Click here for English version.

Panophiles délicats, esprits sensibles s’abstenir.

L’action de pétrir une pâte à pain de plusieurs kilos, abondamment hydratée, a constitué dans nos fournils, avant l’introduction des pétrins mécaniques, ni plus ni moins que ce que les Sioux Lakotas désignent sous le nom de I-ni-pi ceremony : séquestré volontaire dans une hutte de sudation, l’initié accomplit sa metanoia (μετάνοια) en  pleurant toutes les larmes de son corps. On ne saurait se présenter devant le Créateur qu’une fois l’âme dégraissée, affûtée.

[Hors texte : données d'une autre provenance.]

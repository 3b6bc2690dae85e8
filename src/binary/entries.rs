// Copyright 2025-present Harīṣh Tummalachērla
// SPDX-License-Identifier: Apache-2.0

//! Entry codecs for modules, methods and contracts.
//!
//! Each entry starts with a header byte, then its fixed-width key (name or
//! address), then an optional cooldown. Modules carry their method count in
//! the header and are followed by their methods; methods may carry a
//! constraints payload. See [`super::layout`] for the exact bit assignments.

use super::collection::{decode_entries, encode_entries};
use super::field::{write_fixed_text, write_uint, FieldReader};
use super::layout::{
    EntryFlags, ADDRESS_WIDTH, CONSTRAINTS_LEN, COOLDOWN_WIDTH, HEADER_WIDTH, METHOD_COUNT,
    MIN_METHOD_LEN, NAME_WIDTH,
};
use crate::error::CodecError;
use crate::types::{ContractPermission, Method, Module};

fn write_cooldown(cooldown: Option<u32>, buf: &mut Vec<u8>) -> Result<(), CodecError> {
    if let Some(cooldown) = cooldown {
        write_uint(u64::from(cooldown), COOLDOWN_WIDTH, buf)?;
    }
    Ok(())
}

fn read_cooldown(
    reader: &mut FieldReader<'_>,
    flags: EntryFlags,
    field: &'static str,
) -> Result<Option<u32>, CodecError> {
    if flags.has_cooldown() {
        Ok(Some(reader.u32(field)?))
    } else {
        Ok(None)
    }
}

fn cooldown_len(cooldown: Option<u32>) -> usize {
    cooldown.map_or(0, |_| COOLDOWN_WIDTH)
}

// ============================================================================
// METHOD
// ============================================================================

pub fn encode_method(method: &Method, buf: &mut Vec<u8>) -> Result<(), CodecError> {
    let flags = EntryFlags::new()
        .with_cooldown(method.block_cooldown.is_some())
        .with_constraints(method.constraints.is_some());
    buf.push(flags.byte());
    write_fixed_text(&method.name, NAME_WIDTH, buf).map_err(|e| e.in_field("method name"))?;
    write_cooldown(method.block_cooldown, buf)?;

    if let Some(constraints) = &method.constraints {
        buf.push(CONSTRAINTS_LEN.pack(constraints.len())?);
        buf.extend_from_slice(constraints);
    }
    Ok(())
}

pub fn decode_method(reader: &mut FieldReader<'_>) -> Result<Method, CodecError> {
    let flags = EntryFlags::from_byte(reader.u8("method header")?)
        .check_reserved(EntryFlags::METHOD_MASK, "method header")?;
    let name = reader.text("method name", NAME_WIDTH)?;
    let block_cooldown = read_cooldown(reader, flags, "method cooldown")?;

    let constraints = if flags.has_constraints() {
        let len = CONSTRAINTS_LEN.unpack(reader.u8("constraints length")?);
        Some(reader.bytes("constraints", len)?)
    } else {
        None
    };

    Ok(Method {
        name,
        block_cooldown,
        constraints,
    })
}

pub fn method_len(method: &Method) -> usize {
    let constraints = method
        .constraints
        .as_ref()
        .map_or(0, |c| HEADER_WIDTH + c.len());
    HEADER_WIDTH + NAME_WIDTH + cooldown_len(method.block_cooldown) + constraints
}

// ============================================================================
// MODULE
// ============================================================================

pub fn encode_module(module: &Module, buf: &mut Vec<u8>) -> Result<(), CodecError> {
    let method_count = METHOD_COUNT.pack(module.methods.len())?;
    let flags = EntryFlags::new().with_cooldown(module.block_cooldown.is_some());
    buf.push((method_count << EntryFlags::METHOD_COUNT_SHIFT) | flags.byte());
    write_fixed_text(&module.name, NAME_WIDTH, buf).map_err(|e| e.in_field("module name"))?;
    write_cooldown(module.block_cooldown, buf)?;
    encode_entries(&module.methods, METHOD_COUNT, buf, encode_method)
}

pub fn decode_module(reader: &mut FieldReader<'_>) -> Result<Module, CodecError> {
    let header = reader.u8("module header")?;
    let flags = EntryFlags::from_byte(header & EntryFlags::HAS_COOLDOWN);
    let method_count = METHOD_COUNT.unpack(header >> EntryFlags::METHOD_COUNT_SHIFT);
    let name = reader.text("module name", NAME_WIDTH)?;
    let block_cooldown = read_cooldown(reader, flags, "module cooldown")?;
    let methods = decode_entries(
        reader,
        METHOD_COUNT,
        method_count,
        MIN_METHOD_LEN,
        decode_method,
        |m: &Method| m.name.clone(),
    )?;

    Ok(Module {
        name,
        block_cooldown,
        methods,
    })
}

pub fn module_len(module: &Module) -> usize {
    HEADER_WIDTH
        + NAME_WIDTH
        + cooldown_len(module.block_cooldown)
        + module.methods.iter().map(method_len).sum::<usize>()
}

// ============================================================================
// CONTRACT
// ============================================================================

pub fn encode_contract(contract: &ContractPermission, buf: &mut Vec<u8>) -> Result<(), CodecError> {
    let flags = EntryFlags::new().with_cooldown(contract.block_cooldown.is_some());
    buf.push(flags.byte());
    buf.extend_from_slice(&contract.address);
    write_cooldown(contract.block_cooldown, buf)
}

pub fn decode_contract(reader: &mut FieldReader<'_>) -> Result<ContractPermission, CodecError> {
    let flags = EntryFlags::from_byte(reader.u8("contract header")?)
        .check_reserved(EntryFlags::CONTRACT_MASK, "contract header")?;
    let address = reader.array::<ADDRESS_WIDTH>("contract address")?;
    let block_cooldown = read_cooldown(reader, flags, "contract cooldown")?;
    Ok(ContractPermission {
        address,
        block_cooldown,
    })
}

pub fn contract_len(contract: &ContractPermission) -> usize {
    HEADER_WIDTH + ADDRESS_WIDTH + cooldown_len(contract.block_cooldown)
}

Remplacez maintenant la hutte de sudation par un bon vieux fournil exigu, insalubre, étouffant, et vous aurez une idée de ce que fut l’effort de ceux qu’on a préposé pendant des siècles à cette tâche prométhéenne et qu’on désignait sous le nom de « geindre ». Geindre, celui qui geint. Simple. A lui, martyr boulanger, le dos cassé sur son pétrin, était dévolu les cinq tâches principales du pétrissage : frasage ; découpage ; passage en tête ; étirage ; soufflage. Huysmans, dans ses Croquis parisiens, en rapporte l’ambiance sonore. Et ça donne :

Gravure de Victor Gilbert,
La République Illustrée, 1886,
extrait de
Le Pain par Poilâne,
Le Cherche Midi, 2005.

« Ils grondaient, geignaient, criaient des mots inarticulés, poussaient des gémissements à fendre l’âme, battaient à grands coups la purée flasque. Han ! Han ! Han ! Han ! Clac ! Paf ! H… an ! et comme une couleuvre dans les anneaux roulent, le mastic se tordait sous leurs poings. Les corps ruisselaient, les boules de biceps dansaient dans les bras, les grosses gouttes de sueur perlaient au front et buvaient la farine amassée aux tempes. »

Coffre long en bois de hêtre bien dur, le pétrin était ainsi le théâtre quotidien d’un corps à corps musclé entre l’homme qui geint et la pâte. Rosa May, collaboratrice sur ce site, l’illustre délicieusement à sa manière : la photo de son bras prise par Jessica Brogan porte le titre : « My bread making muscles ».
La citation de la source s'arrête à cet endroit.